Sundblom D M, Haikonen S, Niemi-Pynttäri J, Tigerstedt I
Pain Clinic, Helsinki University Central Hospital, Finland.
Clin J Pain. 1994 Dec;10(4):296-302. doi: 10.1097/00002508-199412000-00009.
To study over a period of one and a half years the effect of spiritual healing on patients with idiopathic pain syndrome using several psychological and medical parameters.
Randomized clinical trial.
Outpatient pain clinic.
Twenty-four patients with idiopathic chronic pain who had passed a pretreatment psychological interview were allocated randomly to receive spiritual healing or no active treatment.
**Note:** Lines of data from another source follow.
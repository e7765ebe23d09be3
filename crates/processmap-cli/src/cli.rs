//! Command-line interface for the processmap utility
//!
//! Converts between draw.io XML and the JSON diagram model, checks diagrams
//! against their notation, and manages a local JSON diagram store.

use anyhow::{anyhow, bail, Result};
use clap::{Parser, Subcommand, ValueEnum};
use serde::Serialize;
use std::fs;
use std::io::{self, Read, Write};
use std::path::PathBuf;
use tracing::debug;

use processmap::core::logging::init_logging;
use processmap::core::repository::JsonFileRepository;
use processmap::plugins::notation::NotationConfig;
use processmap::plugins::service::DiagramService;
use processmap::plugins::Orchestrator;
use processmap::{Diagram, Notation, Point, ValidationReport};

/// Default directory of the diagram store
pub const DEFAULT_STORE: &str = ".processmap";

/// processmap - Business-process diagrams in draw.io format
#[derive(Parser)]
#[command(name = "processmap")]
#[command(about = "Import, export and check draw.io business-process diagrams")]
#[command(version = env!("CARGO_PKG_VERSION"))]
#[command(author = env!("CARGO_PKG_AUTHORS"))]
pub struct Cli {
    #[command(subcommand)]
    pub command: Commands,

    /// Enable verbose output
    #[arg(short, long, global = true)]
    pub verbose: bool,

    /// Set log level (trace|debug|info|warn|error)
    #[arg(long, value_enum, default_value_t = LogLevel::Warn, global = true)]
    pub log_level: LogLevel,

    /// Set log format (compact|pretty|json)
    #[arg(long, value_enum, default_value_t = LogFormat::Compact, global = true)]
    pub log_format: LogFormat,

    /// TOML file adjusting the notation catalogue
    #[arg(long, global = true)]
    pub notations: Option<PathBuf>,

    /// Directory of the diagram store
    #[arg(long, default_value = DEFAULT_STORE, global = true)]
    pub store: PathBuf,
}

/// Log level options
#[derive(Copy, Clone, Debug, clap::ValueEnum, PartialEq, Eq)]
pub enum LogLevel {
    Trace,
    Debug,
    Info,
    Warn,
    Error,
}

impl LogLevel {
    pub fn as_str(&self) -> &'static str {
        match self {
            LogLevel::Trace => "trace",
            LogLevel::Debug => "debug",
            LogLevel::Info => "info",
            LogLevel::Warn => "warn",
            LogLevel::Error => "error",
        }
    }
}

/// Log format options
#[derive(Copy, Clone, Debug, clap::ValueEnum, PartialEq, Eq)]
pub enum LogFormat {
    Compact,
    Pretty,
    Json,
}

impl LogFormat {
    pub fn as_str(&self) -> &'static str {
        match self {
            LogFormat::Compact => "compact",
            LogFormat::Pretty => "pretty",
            LogFormat::Json => "json",
        }
    }
}

/// Output format of `new`
#[derive(Copy, Clone, Debug, ValueEnum, PartialEq, Eq, Default)]
pub enum OutputFormat {
    /// draw.io XML
    #[default]
    Xml,
    /// JSON diagram model
    Json,
}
Medical interview (Visual Analog Scale and Pain Clinic Investigation Formula); International Association for the Study of Pain (IASP) Data Base Outline; psychological interview (Hopkin's Symptom Checklist, Middlesex Hospital Questionnaire, Beck's Depression Inventory, Coping Strategy Questionnaire, Health Locus of Control scale). Patients were evaluated at baseline and at 2 weeks posttreatment. Final assessment at 1 year posttreatment was done with a modified form of IASP Data Base Outline.
There was a minor decrease in analgesic drug intake and an improvement in sleep patterns in patients treated by the healer. Generally, clinical variables remained unchanged. Attitudes toward spiritual healing improved. There was a decrease in the feeling of hopelessness (p < 0.05) and an increased acceptance of psychological factors as reasons for pain (p < 0.05). Other scores of the psychological tests were unaffected by the healing. However, half (n = 6) of the treated patients felt that spiritual healing gave them some relief.
Spiritual healing appears harmless and was subjectively helpful to some patients suffering from idiopathic chronic pain syndrome.
通过一些心理和医学参数,对特发性疼痛综合征患者进行为期一年半的灵性治疗效果研究。
随机临床试验。
门诊疼痛诊所。
24名经过预处理心理访谈的特发性慢性疼痛患者被随机分配接受灵性治疗或不接受积极治疗。
医学访谈(视觉模拟量表和疼痛诊所调查公式);国际疼痛研究协会(IASP)数据库大纲;心理访谈(霍普金斯症状清单、米德尔塞克斯医院问卷、贝克抑郁量表、应对策略问卷、健康控制点量表)。患者在基线和治疗后2周进行评估。治疗后1年采用改良版的IASP数据库大纲进行最终评估。
接受治疗师治疗的患者,其止痛药物摄入量略有减少,睡眠模式有所改善。总体而言,临床变量保持不变。对灵性治疗的态度有所改善。绝望感有所降低(p<0.05),将心理因素视为疼痛原因的接受度有所提高(p<0.05)。心理测试的其他分数不受治疗影响。然而,一半(n=6)接受治疗的患者认为灵性治疗给他们带来了一些缓解。
灵性治疗似乎无害,对一些患有特发性慢性疼痛综合征的患者有主观帮助。